Возникает совершенно удивительная ситуация. Само стихотворение становится реальным результатом того творческого процесса, который в нем описан. В противовес Жуковскому в поэтическом мире Пушкина не возникает проблемы невыразимости мира через поэтическое слово. Мир у него все-таки находит свое словесное выражение и воплощение. И тут становится понятно, почему в самом стихотворении огромное место занимают темы, которые связаны с обсуждением проблем поэтического творчества, поэтического языка:

Я снова жизни полн — таков мой организм
(Извольте мне простить ненужный прозаизм).

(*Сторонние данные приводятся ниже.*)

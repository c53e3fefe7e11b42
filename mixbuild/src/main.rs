/*
 * Copyright 2020 Nikhil Marathe <nsm.nikhil@gmail.com>
 *
 * Licensed under the Apache License, Version 2.0 (the "License");
 * you may not use this file except in compliance with the License.
 * You may obtain a copy of the License at
 *
 *     http://www.apache.org/licenses/LICENSE-2.0
 *
 * Unless required by applicable law or agreed to in writing, software
 * distributed under the License is distributed on an "AS IS" BASIS,
 * WITHOUT WARRANTIES OR CONDITIONS OF ANY KIND, either express or implied.
 * See the License for the specific language governing permissions and
 * limitations under the License.
 */

use std::path::PathBuf;

use anyhow::{anyhow, Context};
use tracing_subscriber::EnvFilter;

use mixbuild::{run, Config, CoverageConfig, DebugMode};
use mixbuild_desc::ProductTarget;

const HELP: &str = "\
usage: mixbuild [options]

options:
  -C DIR                       change to DIR before doing anything else
  --soong-out DIR              soong output directory [default: out/soong]
  --requests FILE              requests, one `<label> <kind> [<arch> [<os>]]` per line
  --enabled FILE               module names always delegated
  --disabled FILE              module names never delegated
  --default-delegated          delegate modules in neither list
  --product NAME               product platforms are generated for
  --variant NAME               build variant of the product
  --clang-coverage             collect native code coverage
  --coverage-path PATH         instrument PATH, may be repeated
  --coverage-exclude-path PATH do not instrument PATH, may be repeated
  --runfiles-tool PATH         program creating runfiles trees
  -o FILE                      write translated build steps to FILE
  -d MODE                      enable debugging (use '-d list' to list modes)
";

fn comma_separated(values: Vec<String>) -> Vec<String> {
    values
        .iter()
        .flat_map(|v| v.split(','))
        .filter(|v| !v.is_empty())
        .map(str::to_owned)
        .collect()
}

fn parse_args() -> anyhow::Result<Option<Config>> {
    let mut args = pico_args::Arguments::from_env();
    if args.contains(["-h", "--help"]) {
        print!("{}", HELP);
        return Ok(None);
    }
    let debug: Vec<String> = args.values_from_str("-d")?;
    if debug.iter().any(|d| d == "list") {
        println!("debugging modes:\n  stats  print operation counts/timing info");
        return Ok(None);
    }
    let debug_modes = debug
        .iter()
        .map(|d| d.parse::<DebugMode>())
        .collect::<Result<Vec<_>, _>>()?;

    let product: Option<String> = args.opt_value_from_str("--product")?;
    let variant: Option<String> = args.opt_value_from_str("--variant")?;
    let config = Config {
        execution_dir: args.opt_value_from_str("-C")?,
        soong_out: args
            .opt_value_from_str("--soong-out")?
            .unwrap_or_else(|| PathBuf::from("out/soong")),
        requests_file: args.opt_value_from_str("--requests")?,
        enabled_file: args.opt_value_from_str("--enabled")?,
        disabled_file: args.opt_value_from_str("--disabled")?,
        default_delegated: args.contains("--default-delegated"),
        target: ProductTarget::new(product.unwrap_or_default(), variant.unwrap_or_default()),
        coverage: CoverageConfig {
            enabled: args.contains("--clang-coverage"),
            paths: comma_separated(args.values_from_str("--coverage-path")?),
            exclude_paths: comma_separated(args.values_from_str("--coverage-exclude-path")?),
        },
        ninja_file: args.opt_value_from_str("-o")?,
        runfiles_tool: args.opt_value_from_str("--runfiles-tool")?,
        debug_modes,
    };

    let rest = args.free()?;
    if !rest.is_empty() {
        return Err(anyhow!("unexpected arguments: {}", rest.join(" ")));
    }
    Ok(Some(config))
}

fn main() -> anyhow::Result<()> {
    tracing_subscriber::fmt()
        .with_env_filter(EnvFilter::from_default_env())
        .with_writer(std::io::stderr)
        .init();

    match parse_args().context("parsing arguments")? {
        Some(config) => run(config),
        None => Ok(()),
    }
}
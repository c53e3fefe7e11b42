/*
 * Copyright 2020 Nikhil Marathe <nsm.nikhil@gmail.com>
 *
 * Licensed under the Apache License, Version 2.0 (the "License");
 * you may not use this file except in compliance with the License.
 * You may obtain a copy of the License at
 *
 *     http://www.apache.org/licenses/LICENSE-2.0
 *
 * Unless required by applicable law or agreed to in writing, software
 * distributed under the License is distributed on an "AS IS" BASIS,
 * WITHOUT WARRANTIES OR CONDITIONS OF ANY KIND, either express or implied.
 * See the License for the specific language governing permissions and
 * limitations under the License.
 */

//! The set of directories the bridge reads from and writes into.
//!
//! Everything is derived from a handful of environment variables plus the native build's output
//! directory. Paths are resolved once, before any process is spawned.

use std::{
    env, io,
    path::{Path, PathBuf},
};

use thiserror::Error;

pub const HOME_ENV: &str = "BAZEL_HOME";
pub const PATH_ENV: &str = "BAZEL_PATH";
pub const OUTPUT_BASE_ENV: &str = "BAZEL_OUTPUT_BASE";
pub const WORKSPACE_ENV: &str = "BAZEL_WORKSPACE";
pub const METRICS_DIR_ENV: &str = "BAZEL_METRICS_DIR";
pub const DEPS_FILE_ENV: &str = "BAZEL_DEPS_FILE";

/// Execution root of the main repository, relative to the output base.
const EXECROOT_MAIN: &str = "execroot/__main__";

#[derive(Error, Debug, PartialEq, Eq)]
pub enum PathsError {
    /// Every unset variable is listed, not just the first one found.
    #[error("missing required env vars to use bazel: [{}]", .0.join(" "))]
    MissingEnvVars(Vec<String>),
    #[error("value of {var} is empty")]
    Empty { var: String },
}

#[derive(Debug, Clone, PartialEq, Eq)]
pub struct BazelPaths {
    home_dir: PathBuf,
    bazel_path: PathBuf,
    output_base: PathBuf,
    workspace_dir: PathBuf,
    soong_out_dir: PathBuf,
    metrics_dir: Option<PathBuf>,
    deps_file: PathBuf,
}

impl BazelPaths {
    /// Reads the bridge's variables from the process environment.
    pub fn from_env<P: AsRef<Path>>(soong_out_dir: P) -> Result<BazelPaths, PathsError> {
        BazelPaths::from_lookup(soong_out_dir, |name| env::var(name).ok())
    }

    /// Like `from_env`, with a caller supplied lookup. Missing variables are all collected before
    /// failing.
    pub fn from_lookup<P, F>(soong_out_dir: P, lookup: F) -> Result<BazelPaths, PathsError>
    where
        P: AsRef<Path>,
        F: Fn(&str) -> Option<String>,
    {
        let mut missing = Vec::new();
        let mut required = |name: &str| -> PathBuf {
            match lookup(name) {
                Some(v) if !v.is_empty() => PathBuf::from(v),
                _ => {
                    missing.push(name.to_owned());
                    PathBuf::new()
                }
            }
        };
        let home_dir = required(HOME_ENV);
        let bazel_path = required(PATH_ENV);
        let output_base = required(OUTPUT_BASE_ENV);
        let workspace_dir = required(WORKSPACE_ENV);
        let deps_file = required(DEPS_FILE_ENV);
        if !missing.is_empty() {
            return Err(PathsError::MissingEnvVars(missing));
        }

        let soong_out_dir = soong_out_dir.as_ref();
        if soong_out_dir.as_os_str().is_empty() {
            return Err(PathsError::Empty {
                var: "soong out dir".to_owned(),
            });
        }
        let metrics_dir = lookup(METRICS_DIR_ENV)
            .filter(|v| !v.is_empty())
            .map(PathBuf::from);

        Ok(BazelPaths {
            home_dir,
            bazel_path,
            output_base,
            workspace_dir,
            soong_out_dir: soong_out_dir.to_owned(),
            metrics_dir,
            deps_file,
        })
    }

    pub fn home_dir(&self) -> &Path {
        &self.home_dir
    }

    pub fn bazel_path(&self) -> &Path {
        &self.bazel_path
    }

    pub fn output_base(&self) -> &Path {
        &self.output_base
    }

    pub fn workspace_dir(&self) -> &Path {
        &self.workspace_dir
    }

    pub fn soong_out_dir(&self) -> &Path {
        &self.soong_out_dir
    }

    pub fn metrics_dir(&self) -> Option<&Path> {
        self.metrics_dir.as_deref()
    }

    pub fn deps_file(&self) -> &Path {
        &self.deps_file
    }

    /// The top level output directory, parent of the soong out dir.
    pub fn out_dir(&self) -> PathBuf {
        match self.soong_out_dir.parent() {
            Some(p) if !p.as_os_str().is_empty() => p.to_owned(),
            _ => PathBuf::from("."),
        }
    }

    /// Scratch space owned by the bridge.
    pub fn intermediates_dir(&self) -> PathBuf {
        self.soong_out_dir.join("bazel")
    }

    /// Root of the generated `@soong_injection` repository.
    pub fn injected_files_dir(&self) -> PathBuf {
        self.soong_out_dir.join("soong_injection")
    }

    /// Working directory for every invocation of the external tool.
    pub fn synthetic_workspace_dir(&self) -> PathBuf {
        self.soong_out_dir.join("workspace")
    }

    pub fn execution_root(&self) -> PathBuf {
        self.output_base.join(EXECROOT_MAIN)
    }

    /// `bazel-out` under the execution root. Action output paths are relative to the execution
    /// root and start with `bazel-out/`.
    pub fn bazel_out_dir(&self) -> PathBuf {
        self.execution_root().join("bazel-out")
    }

    /// Profile destination for a named run, if metrics are being collected.
    pub fn metrics_filename(&self, run_name: &str) -> Option<PathBuf> {
        self.metrics_dir
            .as_ref()
            .map(|d| d.join(format!("{}_bazel_profile.gz", run_name)))
    }
}

/// Makes `path` absolute against the current directory without touching the filesystem for
/// anything else.
pub fn absolute_path(path: &Path) -> io::Result<PathBuf> {
    if path.is_absolute() {
        Ok(path.to_owned())
    } else {
        Ok(env::current_dir()?.join(path))
    }
}

#[cfg(test)]
mod test {
    use super::*;
    use std::collections::HashMap;

    fn lookup_from(pairs: &[(&str, &str)]) -> impl Fn(&str) -> Option<String> {
        let map: HashMap<String, String> = pairs
            .iter()
            .map(|(k, v)| (k.to_string(), v.to_string()))
            .collect();
        move |name| map.get(name).cloned()
    }

    fn full_env() -> Vec<(&'static str, &'static str)> {
        vec![
            (HOME_ENV, "/home/me"),
            (PATH_ENV, "/prebuilts/bazel"),
            (OUTPUT_BASE_ENV, "/out/bazel/output"),
            (WORKSPACE_ENV, "/src"),
            (DEPS_FILE_ENV, "/out/soong/bazel.list.d"),
        ]
    }

    #[test]
    fn test_all_present() {
        let paths = BazelPaths::from_lookup("/out/soong", lookup_from(&full_env())).unwrap();
        assert_eq!(paths.out_dir(), PathBuf::from("/out"));
        assert_eq!(
            paths.injected_files_dir(),
            PathBuf::from("/out/soong/soong_injection")
        );
        assert_eq!(
            paths.synthetic_workspace_dir(),
            PathBuf::from("/out/soong/workspace")
        );
        assert_eq!(
            paths.bazel_out_dir(),
            PathBuf::from("/out/bazel/output/execroot/__main__/bazel-out")
        );
        assert_eq!(paths.metrics_dir(), None);
        assert_eq!(paths.metrics_filename("cquery-buildroot"), None);
    }

    #[test]
    fn test_missing_vars_reported_together() {
        let env = vec![(HOME_ENV, "/home/me"), (WORKSPACE_ENV, "/src")];
        let err = BazelPaths::from_lookup("/out/soong", lookup_from(&env)).unwrap_err();
        assert_eq!(
            err,
            PathsError::MissingEnvVars(vec![
                PATH_ENV.to_owned(),
                OUTPUT_BASE_ENV.to_owned(),
                DEPS_FILE_ENV.to_owned()
            ])
        );
        insta::assert_snapshot!(err.to_string(), @"missing required env vars to use bazel: [BAZEL_PATH BAZEL_OUTPUT_BASE BAZEL_DEPS_FILE]");
    }

    #[test]
    fn test_empty_counts_as_missing() {
        let mut env = full_env();
        env.push((PATH_ENV, ""));
        let map: HashMap<_, _> = env.into_iter().collect();
        let err = BazelPaths::from_lookup("/out/soong", |n| map.get(n).map(|v| v.to_string()))
            .unwrap_err();
        assert_eq!(err, PathsError::MissingEnvVars(vec![PATH_ENV.to_owned()]));
    }

    #[test]
    fn test_metrics_dir() {
        let mut env = full_env();
        env.push((METRICS_DIR_ENV, "/out/metrics"));
        let paths = BazelPaths::from_lookup("/out/soong", lookup_from(&env)).unwrap();
        assert_eq!(
            paths.metrics_filename("aquery-buildroot"),
            Some(PathBuf::from("/out/metrics/aquery-buildroot_bazel_profile.gz"))
        );
    }

    #[test]
    fn test_relative_soong_out_dir() {
        let paths = BazelPaths::from_lookup("soong", lookup_from(&full_env())).unwrap();
        assert_eq!(paths.out_dir(), PathBuf::from("."));
        assert!(absolute_path(&paths.intermediates_dir())
            .unwrap()
            .is_absolute());
    }
}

Становится понятно, что совсем не случайно Пушкин в самом стихотворении осуществляет творческий процесс, в котором соединяется парадоксальным образом высокое и низкое, бытовое и возвышенное, сиюминутное и вечное. Взгляните, как он описывает это особое отношение к осени:

И с каждой осенью я расцветаю вновь;
Здоровью моему полезен русской холод;
К привычкам бытия вновь чувствую любовь…

Но в романтической традиции любовь нельзя назвать привычкой, потому что это всегда потрясение. Здесь же любовь вписана в нормальный ход жизни, однако этот ход жизни назван высоким словом «бытие». А с другой стороны — «Чредой слетает сон, чредой находит голод». В одном ряду с любовью. Все перемешано: высокое с низким, прозаическое с возвышенным. Или совсем парадоксальные вещи:

Дни поздней осени бранят обыкновенно,
Но мне она мила, читатель дорогой,
Красою тихою, блистающей смиренно.

Блестит — значит обращает на себя внимание, а она блистает смиренно, как бы незаметно. Мы прочитываем этот образ, почти не ощущая его парадоксальности, оксюморонности, а ведь это и есть та самая фактическая попытка обнаружить поэзию в реальности или, если хотите, реальность самой поэзии. Это было удивительное и художественное, и историческое открытие позднего Пушкина.